ROMAIN RUIZ-PACOURET
« Untitled garden » ou « Il est bien étonnant qu’on ait pas vu se former l’art d’embellir le pays autour de son habitation »
Artiste accueilli en résidence du 15 février au 15 mars 2020 (cause confinement).
projet mis en ligne à découvrir ici !
Présentation du projet par Alexandre Kato et Romain Ruiz-Pacouret :
« Ce travail a été développé dans le cadre de notre résidence d’artiste à Pollen, initialement prévue du 15 février au 15 mai 2020, et donc pendant le confinement. Ces deux conditions se sont superposées et ont ensemble créé un espace-temps étrange et incertain, tant dans la production et la restitution que dans le sens même de nos recherches. La résidence s’est ainsi poursuivie à distance depuis nos lieux de confinement, et notre point de repère et de départ commun, l’espace entourant Pollen à partir duquel nous voulions réfléchir aux notions de territoire, de paysage et de jardin, en devenant inaccessible, s’est finalement étendu aux espaces vastes d’internet et des souvenirs. Nous avons visité par leur site Web des magasins de jardinage et de bricolage, y avons prélevé des images, des objets, des motifs, et avons traversé des jardins et des paysages autant dans nos archives photographiques personnelles qu’au travers d’articles, de revues en ligne, de livres ou de jeux vidéo. Ces « traversées » se sont faite en l’absence du corps, les parcs et jardins étant fermés et nos déplacements limités. Seul espace accessible, le supermarché devient aussi l’une de nos ressources, un lieu dans lequel nous projetons l’expérience de la promenade.

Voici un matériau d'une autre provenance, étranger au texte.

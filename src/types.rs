//! Core types for the compensated-medicines pipeline

use chrono::NaiveDate;
use rust_decimal::Decimal;
use serde::{Deserialize, Serialize};
use std::fmt;
use std::str::FromStr;
use uuid::Uuid;

use crate::error::IngestError;

// ============================================================================
// Category
// ============================================================================

/// One of the medication lists published in the source workbook.
///
/// Each category is bound to one sheet of the workbook and to an
/// independent cache entry with its own time-to-live.
#[derive(Debug, Clone, Copy, PartialEq, Eq, Hash, PartialOrd, Ord, Serialize, Deserialize)]
#[serde(rename_all = "snake_case")]
pub enum Category {
    /// Medicines compensated in full
    FullyCompensated,
    /// Medicines compensated partially
    PartiallyCompensated,
    /// Time-bounded pandemic list
    Pandemic,
}

impl Category {
    /// All categories, in sheet order of the default layout
    pub const ALL: [Category; 3] = [
        Category::FullyCompensated,
        Category::PartiallyCompensated,
        Category::Pandemic,
    ];

    pub fn as_str(&self) -> &'static str {
        match self {
            Self::FullyCompensated => "fully_compensated",
            Self::PartiallyCompensated => "partially_compensated",
            Self::Pandemic => "pandemic",
        }
    }
}

impl fmt::Display for Category {
    fn fmt(&self, f: &mut fmt::Formatter<'_>) -> fmt::Result {
        f.write_str(self.as_str())
    }
}

impl FromStr for Category {
    type Err = IngestError;

    fn from_str(s: &str) -> Result<Self, Self::Err> {
        match s.trim() {
            "fully_compensated" | "FullCompensated" => Ok(Self::FullyCompensated),
            "partially_compensated" | "PartialCompensated" => Ok(Self::PartiallyCompensated),
            "pandemic" | "Covid19" => Ok(Self::Pandemic),
            other => Err(IngestError::UnknownCategory(other.to_string())),
        }
    }
}

// ============================================================================
// Medication Record
// ============================================================================

/// One normalized row of the published list.
///
/// Every field is either a parsed value or its default; a malformed cell
/// never leaves the record half-built.
#[derive(Debug, Clone, PartialEq, Serialize, Deserialize)]
pub struct MedicationRecord {
    /// Generated on construction, not derived from source data
    pub id: Uuid,
    pub disease_group: Option<String>,
    pub international_code: Option<String>,
    pub international_name: Option<String>,
    pub dose: Option<String>,
    pub commercial_code: Option<String>,
    /// Fixed compensated amount per unit, VAT included
    pub compensation_amount_with_tax: Decimal,
    /// Fixed compensated amount per unit, VAT excluded
    pub compensation_amount_without_tax: Decimal,
    pub commercial_name: Option<String>,
    pub pharmaceutical_form: Option<String>,
    pub pack_size: Option<String>,
    pub country: Option<String>,
    pub manufacturer: Option<String>,
    pub registration_number: Option<String>,
    /// `None` when the cell is absent or not a `dd.mm.yyyy` string
    pub registration_date: Option<NaiveDate>,
    pub atc_code: Option<String>,
    pub medication_code: Option<String>,
    /// Raw text; the source mixes date formats in this column
    pub price_approval_date: Option<String>,
}

impl Default for MedicationRecord {
    fn default() -> Self {
        Self {
            id: Uuid::new_v4(),
            disease_group: None,
            international_code: None,
            international_name: None,
            dose: None,
            commercial_code: None,
            compensation_amount_with_tax: Decimal::ZERO,
            compensation_amount_without_tax: Decimal::ZERO,
            commercial_name: None,
            pharmaceutical_form: None,
            pack_size: None,
            country: None,
            manufacturer: None,
            registration_number: None,
            registration_date: None,
            atc_code: None,
            medication_code: None,
            price_approval_date: None,
        }
    }
}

Jardins et paysages méritent […] d’être envisagés dans leurs dimensions in situ et in visu — parce que, précisément, ils sont destinés à être vécus et vus. Les dispositifs paysager et jardinier doivent ainsi compter avec un paysage ou un jardin (objets), un « paysage » ou un « jardin » (représentés) ; mais aussi avec des concepteurs aux savoir faire multiples et différenciés (paysagiste, jardinier, architecte, artiste, entrepreneur…) qui agissent tant sur le « vu » que sur le « vécu » ; mais aussi un spectateur (axant sur la catégorie du « voir ») ou un promeneur (axant sur les catégories sensibles dont le « voir » n’est qu’une modalité) qui voient et qui vivent paysages et jardins. 1
Comment rendre compte du vécu, de l’expérience du déplacement dans un jardin sans y être présent ? Lors d’une visite, la première image que nous avons est bien souvent globale : c’est le plan qui nous est remis à l’entrée. Cette vue d’ensemble synthétise les différents éléments constitutifs du jardin et donne les informations principales. C’est une première visite en soi, ou une pré-visite. C’est ainsi que s’appréhendent les « jardins à la française » qui furent réalisés sur d’immenses superficies au terrain remodelé et aplani tout autour des demeures. 2 Cette planéité s’explique par leur origine même, un dessin reprenant les broderies effectuées sur les riches tissus et les dentelles. 3 Les jardins français de l’époque moderne (Art déco) tendaient à être en deux dimensions et demi plutôt que de réelles compositions spatiales, […] des compositions qui s’abordent par la vision plus que par l’expérience, […] faits d’un seul instant. 4 Ainsi, s’applique la première vue sur notre «jardin Web».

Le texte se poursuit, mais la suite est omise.